## WHAT YOU WILL DO
From the data below, return all lines holding the string "levels".

## PROVIDED RECORDS
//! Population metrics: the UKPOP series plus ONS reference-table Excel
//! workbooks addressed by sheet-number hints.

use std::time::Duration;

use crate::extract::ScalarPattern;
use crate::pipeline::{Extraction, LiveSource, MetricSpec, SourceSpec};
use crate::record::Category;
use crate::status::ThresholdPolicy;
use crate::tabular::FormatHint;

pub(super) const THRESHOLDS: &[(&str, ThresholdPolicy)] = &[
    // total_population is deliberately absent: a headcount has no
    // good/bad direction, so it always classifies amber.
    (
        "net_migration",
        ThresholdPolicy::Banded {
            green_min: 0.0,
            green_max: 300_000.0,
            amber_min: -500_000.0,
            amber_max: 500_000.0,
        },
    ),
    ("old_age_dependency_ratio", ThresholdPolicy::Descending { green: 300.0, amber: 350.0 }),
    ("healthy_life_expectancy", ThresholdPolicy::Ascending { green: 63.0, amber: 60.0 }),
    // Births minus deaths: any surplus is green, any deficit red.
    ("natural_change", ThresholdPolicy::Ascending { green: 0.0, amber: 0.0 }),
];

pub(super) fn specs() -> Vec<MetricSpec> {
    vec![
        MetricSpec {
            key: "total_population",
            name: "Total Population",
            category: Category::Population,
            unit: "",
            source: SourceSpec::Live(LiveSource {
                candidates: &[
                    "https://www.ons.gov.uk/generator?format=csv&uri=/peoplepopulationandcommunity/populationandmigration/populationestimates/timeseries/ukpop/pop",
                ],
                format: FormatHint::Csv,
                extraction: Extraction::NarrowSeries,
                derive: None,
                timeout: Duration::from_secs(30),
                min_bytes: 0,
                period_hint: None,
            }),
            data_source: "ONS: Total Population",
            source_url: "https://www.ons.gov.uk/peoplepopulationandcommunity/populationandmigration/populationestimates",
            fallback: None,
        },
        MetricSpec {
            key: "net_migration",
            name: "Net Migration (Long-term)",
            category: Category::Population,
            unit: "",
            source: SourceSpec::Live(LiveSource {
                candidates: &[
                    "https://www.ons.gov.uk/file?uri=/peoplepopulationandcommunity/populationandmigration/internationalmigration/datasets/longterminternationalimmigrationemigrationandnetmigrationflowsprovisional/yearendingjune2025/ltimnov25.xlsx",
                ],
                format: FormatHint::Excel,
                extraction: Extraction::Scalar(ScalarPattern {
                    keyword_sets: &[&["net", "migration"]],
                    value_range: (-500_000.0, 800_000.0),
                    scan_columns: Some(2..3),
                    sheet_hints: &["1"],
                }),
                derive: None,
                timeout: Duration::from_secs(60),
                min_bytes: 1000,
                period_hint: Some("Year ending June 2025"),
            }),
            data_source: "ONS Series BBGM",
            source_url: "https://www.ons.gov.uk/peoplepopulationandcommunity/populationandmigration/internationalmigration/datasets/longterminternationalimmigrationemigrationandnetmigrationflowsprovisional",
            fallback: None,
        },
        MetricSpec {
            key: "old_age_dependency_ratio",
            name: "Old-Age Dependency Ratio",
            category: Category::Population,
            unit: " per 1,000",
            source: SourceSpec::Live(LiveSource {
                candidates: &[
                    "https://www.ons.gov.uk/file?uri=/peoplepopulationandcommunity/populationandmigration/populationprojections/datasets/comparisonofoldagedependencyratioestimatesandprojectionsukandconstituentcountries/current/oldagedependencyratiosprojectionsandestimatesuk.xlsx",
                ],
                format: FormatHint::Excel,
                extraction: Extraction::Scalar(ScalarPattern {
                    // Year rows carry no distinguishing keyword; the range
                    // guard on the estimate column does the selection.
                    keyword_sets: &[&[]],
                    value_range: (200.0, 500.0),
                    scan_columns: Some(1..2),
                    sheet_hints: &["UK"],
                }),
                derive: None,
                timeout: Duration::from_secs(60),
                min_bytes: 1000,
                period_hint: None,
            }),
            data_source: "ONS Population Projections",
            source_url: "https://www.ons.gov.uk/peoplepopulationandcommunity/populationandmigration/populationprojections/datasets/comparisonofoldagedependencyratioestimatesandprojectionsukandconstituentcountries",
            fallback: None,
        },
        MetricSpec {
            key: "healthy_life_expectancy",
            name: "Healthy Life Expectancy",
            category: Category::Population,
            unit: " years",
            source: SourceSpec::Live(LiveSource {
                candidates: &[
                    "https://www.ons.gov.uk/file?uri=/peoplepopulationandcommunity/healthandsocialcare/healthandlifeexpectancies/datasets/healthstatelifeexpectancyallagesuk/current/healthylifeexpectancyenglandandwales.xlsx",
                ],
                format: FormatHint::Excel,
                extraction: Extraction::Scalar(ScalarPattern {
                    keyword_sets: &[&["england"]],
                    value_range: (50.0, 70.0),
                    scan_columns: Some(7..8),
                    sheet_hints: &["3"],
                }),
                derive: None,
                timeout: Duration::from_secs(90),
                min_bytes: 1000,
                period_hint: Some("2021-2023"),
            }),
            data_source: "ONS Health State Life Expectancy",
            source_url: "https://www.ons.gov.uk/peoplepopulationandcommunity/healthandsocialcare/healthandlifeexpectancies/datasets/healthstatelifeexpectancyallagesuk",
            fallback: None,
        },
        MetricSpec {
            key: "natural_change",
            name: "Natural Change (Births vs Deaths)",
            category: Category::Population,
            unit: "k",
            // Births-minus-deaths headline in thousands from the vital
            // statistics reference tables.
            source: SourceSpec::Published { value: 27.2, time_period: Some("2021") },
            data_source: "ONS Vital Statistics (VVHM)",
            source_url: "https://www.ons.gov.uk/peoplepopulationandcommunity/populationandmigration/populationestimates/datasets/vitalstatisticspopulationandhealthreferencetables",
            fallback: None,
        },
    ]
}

* * *

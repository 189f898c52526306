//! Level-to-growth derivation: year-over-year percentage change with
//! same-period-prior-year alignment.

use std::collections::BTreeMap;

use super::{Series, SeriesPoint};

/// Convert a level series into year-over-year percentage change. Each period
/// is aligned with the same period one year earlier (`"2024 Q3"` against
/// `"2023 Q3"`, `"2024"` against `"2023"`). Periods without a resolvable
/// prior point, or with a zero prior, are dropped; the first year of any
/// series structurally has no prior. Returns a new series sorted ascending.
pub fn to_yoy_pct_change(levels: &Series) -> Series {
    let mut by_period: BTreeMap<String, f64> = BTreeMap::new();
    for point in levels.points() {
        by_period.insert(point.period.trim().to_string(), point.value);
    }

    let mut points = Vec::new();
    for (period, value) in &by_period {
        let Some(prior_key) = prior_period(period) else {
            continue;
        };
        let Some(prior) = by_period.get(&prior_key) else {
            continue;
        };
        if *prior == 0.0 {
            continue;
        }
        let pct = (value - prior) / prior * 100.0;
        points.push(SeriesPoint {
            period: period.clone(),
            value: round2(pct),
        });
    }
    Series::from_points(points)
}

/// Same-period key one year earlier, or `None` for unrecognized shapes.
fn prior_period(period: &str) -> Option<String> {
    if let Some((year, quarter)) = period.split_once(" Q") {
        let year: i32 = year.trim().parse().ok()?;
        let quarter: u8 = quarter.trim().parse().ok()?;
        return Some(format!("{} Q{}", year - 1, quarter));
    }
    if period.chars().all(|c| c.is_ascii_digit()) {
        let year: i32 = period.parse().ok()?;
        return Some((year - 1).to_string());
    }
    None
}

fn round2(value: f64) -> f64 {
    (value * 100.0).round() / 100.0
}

## TASK SOLUTION
pub fn to_yoy_pct_change(levels: &Series) -> Series {
    for point in levels.points() {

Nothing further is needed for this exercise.